The president's defenders claim he was merely stating the simple fact that no one succeeds entirely on his or her own. Yet, even so, the speech offered a government-centric vision that downplays both individual effort and the role of private social structures.

Of course no business was built in a vacuum; entrepreneurs do benefit from publicly financed highways and bridges, police and fire protection, schools and courts. But very few Americans of any political persuasion would insist that business owners should not help pay for these functions.

In his speech, Obama said that he is always struck by people who think they succeeded because they are smart or worked especially hard: There are, he pointed out, many other smart and hardworking people.

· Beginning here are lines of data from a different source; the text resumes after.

use std::fs;
use std::path::Path;

use anyhow::{Context, Result};
use serde::Deserialize;
use tracing::info;

use crate::categorizer::Taxonomy;

#[derive(Debug, Deserialize)]
struct TaxonomyEntry {
    category: String,
    #[serde(default)]
    keywords: Vec<String>,
}

/// Parse a custom taxonomy: a JSON array of `{"category": ..., "keywords": [...]}`
///
/// Array order is the tie-break order.
pub fn parse_taxonomy_file(path: &Path) -> Result<Taxonomy> {
    let content = fs::read_to_string(path)
        .with_context(|| format!("Failed to read taxonomy file: {}", path.display()))?;
    let entries: Vec<TaxonomyEntry> = serde_json::from_str(&content)
        .with_context(|| format!("Failed to parse taxonomy file: {}", path.display()))?;

    let taxonomy = Taxonomy::new(entries.into_iter().map(|entry| (entry.category, entry.keywords)))
        .with_context(|| format!("Invalid taxonomy in {}", path.display()))?;

    info!(path = %path.display(), categories = taxonomy.len(), "Loaded taxonomy");
    Ok(taxonomy)
}
//! Data models for exported conversation archives.
//!
//! - [`Conversation`] - one archive entry with its node tree
//! - [`Node`] / [`Message`] - a slot in the tree and the message it may carry
//! - [`CategoryAssignment`] - the category chosen for a conversation and why
//! - [`IndexEntry`] - one row of the generated index
//!
//! Wire-level quirks (ordered node mapping, lenient `create_time`) are handled
//! by custom deserializers in [`crate::parsers::deserializers`].

pub mod category;
pub mod conversation;
pub mod index;

pub use category::{CategoryAssignment, CategorySource};
pub use conversation::{
    Author, ContentPart, Conversation, Message, MessageContent, Node, NodeMapping, RawTimestamp,
    Role,
};
pub use index::IndexEntry;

At first glance, this seems irrelevant to his pro-government argument: Access to public resources is the same for everyone (barring favoritism), so that hardly explains why some smart, hardworking individuals do better than others. Clearly, what Obama meant is that economic high achievers do not have an absolute moral right to all the fruit of their labor, because their good fortune is a matter of luck as well as merit.

Does he have a point? Yes. Obama's detractors cite famous innovators such as Thomas Edison and the Wright brothers as examples of accomplishment made possible by indefatigable labor, energy and ability.

But the real story is more complicated. The Wrights were the first to achieve a major breakthrough toward which many other aviation pioneers were working. They also benefitted from government contracts at a time when aviation was not yet commercially viable. While Edison's brilliance is not in question, most of his work consisted of improving on earlier inventions, and he was not above stealing others' ideas or using disinformation to undermine competitors. One of his rivals and former partners, the maverick genius Nikola Tesla, died in poverty and obscurity -- a sobering reminder that markets do not always reward justly.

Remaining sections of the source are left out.